Assignment = Count up the lines in the listing below that hold "halves", and answer with the total alone.

****

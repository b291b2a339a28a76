//! Bezier curve helpers (quadratic and cubic).
//!
//! - Evaluation in power-basis form.
//! - De Casteljau chopping at a parameter `t`.
//! - Per-axis extrema, used for tight path bounds.
//! - Uniform flattening with a segment count taken from the curve's second
//!   difference, which bounds the distance between curve and chord. Each
//!   line is cut off the remaining curve by De Casteljau chopping.

use crate::basics::Point;

// ============================================================================
// Constants
// ============================================================================

/// Default maximum distance, in pixels, between a curve and its polyline.
pub const DEFAULT_CURVE_TOLERANCE: f32 = 0.25;

/// Upper bound on the lines emitted for a single curve.
pub const MAX_CURVE_SEGMENTS: u32 = 1 << 12;

// ============================================================================
// Evaluation
// ============================================================================

/// Point on the quadratic at `t`: `(A*t + 2B)*t + P0` with `A = P0 - 2P1 + P2`
/// and `B = P1 - P0`.
#[inline]
pub fn eval_quad(src: &[Point; 3], t: f32) -> Point {
    let a = src[0] - src[1] * 2.0 + src[2];
    let b = src[1] - src[0];
    (a * t + b * 2.0) * t + src[0]
}

/// Point on the cubic at `t`, Horner form of the power basis.
#[inline]
pub fn eval_cubic(src: &[Point; 4], t: f32) -> Point {
    let c1 = (src[1] - src[0]) * 3.0;
    let c2 = (src[0] - src[1] * 2.0 + src[2]) * 3.0;
    let c3 = src[1] * 3.0 - src[0] - src[2] * 3.0 + src[3];
    ((c3 * t + c2) * t + c1) * t + src[0]
}

// ============================================================================
// De Casteljau subdivision
// ============================================================================

/// Split a quadratic at `t`. The halves are `dst[0..3]` and `dst[2..5]`.
pub fn chop_quad_at(src: &[Point; 3], t: f32) -> [Point; 5] {
    let ab = src[0].lerp(src[1], t);
    let bc = src[1].lerp(src[2], t);
    let abc = ab.lerp(bc, t);
    [src[0], ab, abc, bc, src[2]]
}

/// Split a cubic at `t`. The halves are `dst[0..4]` and `dst[3..7]`.
pub fn chop_cubic_at(src: &[Point; 4], t: f32) -> [Point; 7] {
    let ab = src[0].lerp(src[1], t);
    let bc = src[1].lerp(src[2], t);
    let cd = src[2].lerp(src[3], t);
    let abc = ab.lerp(bc, t);
    let bcd = bc.lerp(cd, t);
    let abcd = abc.lerp(bcd, t);
    [src[0], ab, abc, abcd, bcd, cd, src[3]]
}

// ============================================================================
// Extrema
// ============================================================================

#[inline]
fn in_unit_open(t: f32) -> Option<f32> {
    if t > 0.0 && t < 1.0 {
        Some(t)
    } else {
        None
    }
}

/// Parameter of the interior extremum of a 1-D quadratic, if any.
///
/// The derivative of `(a - 2b + c)t^2 + 2(b - a)t + a` vanishes at
/// `t = (a - b) / (a - 2b + c)`.
pub fn quad_extremum(a: f32, b: f32, c: f32) -> Option<f32> {
    let n = a - 2.0 * b + c;
    if n == 0.0 {
        return None;
    }
    in_unit_open((a - b) / n)
}

/// Parameters of the interior extrema of a 1-D cubic (zero, one or two).
///
/// The derivative is `3(m t^2 + 2n t + o)` with `m = -a + 3b - 3c + d`,
/// `n = a - 2b + c`, `o = b - a`.
pub fn cubic_extrema(a: f32, b: f32, c: f32, d: f32) -> [Option<f32>; 2] {
    let m = -a + 3.0 * b - 3.0 * c + d;
    let n = a - 2.0 * b + c;
    let o = b - a;
    if m == 0.0 {
        if n == 0.0 {
            return [None, None];
        }
        return [in_unit_open(-o / (2.0 * n)), None];
    }
    let disc = n * n - m * o;
    if disc < 0.0 {
        return [None, None];
    }
    let root = disc.sqrt();
    [
        in_unit_open((-n + root) / m),
        in_unit_open((-n - root) / m),
    ]
}

// ============================================================================
// Flattening
// ============================================================================

#[inline]
fn segments_for_deviation(deviation: f32, tolerance: f32) -> u32 {
    let n = (deviation / tolerance).sqrt().ceil();
    if n.is_nan() || n < 1.0 {
        1
    } else if n > MAX_CURVE_SEGMENTS as f32 {
        MAX_CURVE_SEGMENTS
    } else {
        n as u32
    }
}

/// Line count for a quadratic: the chord distance is at most
/// `|P0 - 2P1 + P2| / 4`.
pub fn quad_segment_count(src: &[Point; 3], tolerance: f32) -> u32 {
    let dev = (src[0] - src[1] * 2.0 + src[2]).length() * 0.25;
    segments_for_deviation(dev, tolerance)
}

/// Line count for a cubic: the chord distance is at most
/// `3/4 * max(|P0 - 2P1 + P2|, |P1 - 2P2 + P3|)`.
pub fn cubic_segment_count(src: &[Point; 4], tolerance: f32) -> u32 {
    let d0 = (src[0] - src[1] * 2.0 + src[2]).length();
    let d1 = (src[1] - src[2] * 2.0 + src[3]).length();
    segments_for_deviation(d0.max(d1) * 0.75, tolerance)
}

/// Append the polyline of a quadratic to `out`, excluding `src[0]` and
/// ending exactly on `src[2]`.
pub fn flatten_quad(src: &[Point; 3], tolerance: f32, out: &mut Vec<Point>) {
    let n = quad_segment_count(src, tolerance);
    let mut rest = *src;
    for i in 0..n - 1 {
        // split off 1/(segments left) of what remains
        let d = chop_quad_at(&rest, 1.0 / (n - i) as f32);
        out.push(d[2]);
        rest = [d[2], d[3], d[4]];
    }
    out.push(src[2]);
}

/// Append the polyline of a cubic to `out`, excluding `src[0]` and ending
/// exactly on `src[3]`.
pub fn flatten_cubic(src: &[Point; 4], tolerance: f32, out: &mut Vec<Point>) {
    let n = cubic_segment_count(src, tolerance);
    let mut rest = *src;
    for i in 0..n - 1 {
        let d = chop_cubic_at(&rest, 1.0 / (n - i) as f32);
        out.push(d[3]);
        rest = [d[3], d[4], d[5], d[6]];
    }
    out.push(src[3]);
}

// ============================================================================
// Tests
// ============================================================================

****

Exercise solution = 2